Professor de Smith began and ended his university career at Cambridge. He graduated from St. Catharine's College in 1942. After distinguished war service - during which he was mentioned in despatches and awarded the Order of Leopold II and the Croix de Guerre (1940) with palms - he taught for nearly a quarter of a century at the London School of Economics, University of London, successively as Lecturer, Reader and (from 1959) as Professor of Public Law (1959 - 1970). The emphasis in his research and writing was towards two particular areas.
The first of these was that of the constitutional problems of developing countries: his advice in this area was frequently sought by the United Kingdom and other governments, and his work led to the publication of The New Commonwealth and its Constitutions (ISBN 0-420-38680-7) in 1964, and after a stay as visiting fellow at the Center for International Studies and as visiting professor at the Law School of New York University, of Microstates and Micronesia (ISBN 0-8147-0118-3) in 1970.
The second area was administrative law. From the publication in 1959 of the first edition of Judicial Review of Administrative Action (ISBN 0-420-45400-4) his reputation rapidly became established; and his concise and shrewd analysis of so many problems in administrative law achieved growing recognition in the courts of common law jurisdictions throughout the world.
To the end of his career he continued to be active as a consultant upon the constitutional problems of emergent states and nations. In 1970 he returned to Cambridge as Downing Professor of the Laws of England (1970 - 1974) and as a Fellow of Fitzwilliam College. In 1971 he was elected to a Fellowship of the British Academy.
His academic stature was already assured, but even in the few years that were left he maintained and enhanced his reputation with the publication of two editions of Constitutional and Administrative Law (ISBN 0-14-022814-4), of a third edition of Judicial Review of Administrative Action in 1973, and of the new section on Administrative Law - for which he was the principal joint editor - in the fourth edition of Halsbury's Laws of England.
At the same time he was keenly interested in teaching and research at the university. He was at his happiest in postgraduate teaching and the supervision of research students, but he cared deeply about all aspects of teaching and tripos reform.
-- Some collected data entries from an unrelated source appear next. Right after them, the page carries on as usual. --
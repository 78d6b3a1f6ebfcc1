use super::{GradientBoostedClassifier, ModelLoadError};
use std::borrow::Cow;
use std::path::{Path, PathBuf};
use std::sync::{Arc, OnceLock};
use tracing::{info, warn};

struct SharedModel {
    path: PathBuf,
    model: Arc<GradientBoostedClassifier>,
}

static SHARED_MODEL: OnceLock<SharedModel> = OnceLock::new();

/// Load a classifier artifact from disk.
pub fn load_model<P: AsRef<Path>>(path: P) -> Result<GradientBoostedClassifier, ModelLoadError> {
    let path = path.as_ref();
    info!(path = %path.display(), "loading model artifact");

    let raw = std::fs::read_to_string(path).map_err(|source| ModelLoadError::Io {
        path: path.to_path_buf(),
        source,
    })?;
    let model = GradientBoostedClassifier::from_json_str(&normalize_non_finite(&raw))?;

    let summary = model.summary();
    info!(
        path = %path.display(),
        trees = summary.trees,
        categorical_splits = summary.categorical_splits,
        objective = %summary.objective,
        "model artifact loaded"
    );
    Ok(model)
}

/// Process-wide model handle, loaded on first use and reused for the process lifetime.
///
/// The first successful call fixes the model; later calls naming another path get the
/// already loaded instance back. A failed load leaves the handle empty.
pub fn shared_model<P: AsRef<Path>>(
    path: P,
) -> Result<Arc<GradientBoostedClassifier>, ModelLoadError> {
    let path = path.as_ref();
    if let Some(shared) = SHARED_MODEL.get() {
        return Ok(reuse(shared, path));
    }

    let model = Arc::new(load_model(path)?);
    // A concurrent first call may have won the race; keep whichever was stored.
    let shared = SHARED_MODEL.get_or_init(|| SharedModel {
        path: path.to_path_buf(),
        model,
    });
    Ok(reuse(shared, path))
}

fn reuse(shared: &SharedModel, requested: &Path) -> Arc<GradientBoostedClassifier> {
    if shared.path != requested {
        warn!(
            loaded = %shared.path.display(),
            requested = %requested.display(),
            "model already loaded for this process, ignoring requested path"
        );
    }
    Arc::clone(&shared.model)
}

/// Replace the `NaN`/`Infinity` literals XGBoost writes for undefined split values with
/// `null`, which strict JSON parsers accept.
pub(crate) fn normalize_non_finite(raw: &str) -> Cow<'_, str> {
    const TOKENS: [&str; 4] = ["-Infinity", "Infinity", "-NaN", "NaN"];

    let bytes = raw.as_bytes();
    let mut normalized: Option<String> = None;
    let mut copied = 0;
    let mut in_string = false;
    let mut escaped = false;
    let mut index = 0;

    while index < bytes.len() {
        let byte = bytes[index];
        if in_string {
            if escaped {
                escaped = false;
            } else if byte == b'\\' {
                escaped = true;
            } else if byte == b'"' {
                in_string = false;
            }
            index += 1;
            continue;
        }
        if byte == b'"' {
            in_string = true;
            index += 1;
            continue;
        }

        let token = TOKENS
            .iter()
            .find(|token| bytes[index..].starts_with(token.as_bytes()));
        match token {
            Some(token) => {
                let buffer = normalized.get_or_insert_with(|| String::with_capacity(raw.len()));
                buffer.push_str(&raw[copied..index]);
                buffer.push_str("null");
                index += token.len();
                copied = index;
            }
            None => index += 1,
        }
    }

    match normalized {
        Some(mut buffer) => {
            buffer.push_str(&raw[copied..]);
            Cow::Owned(buffer)
        }
        None => Cow::Borrowed(raw),
    }
}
In 1973, appointment as editor of the Cambridge Law Journal bought him great pleasure, and there is no doubt that over the years he would have applied exacting standards and exemplary direction to the task of editing.
In the United Kingdom and especially at London and Cambridge, in Mauritius, where he served for many years as Constitutional Commissioner, in Australia, where he was a Visiting Fellow at the Australian National University in 1962, in the United States, and in many other parts of the world, news of Stanley de Smith's death at the age of 51 was received with a profound sense of loss.
Those that knew him will remember him as a somewhat reserved person with a quiet sense of humour, though they will not have known that the appearance of reserve was the result of deafness caused by his artillery service in the war; he was invariably encouraging to his students and younger colleagues and he was generous in his assesment of others.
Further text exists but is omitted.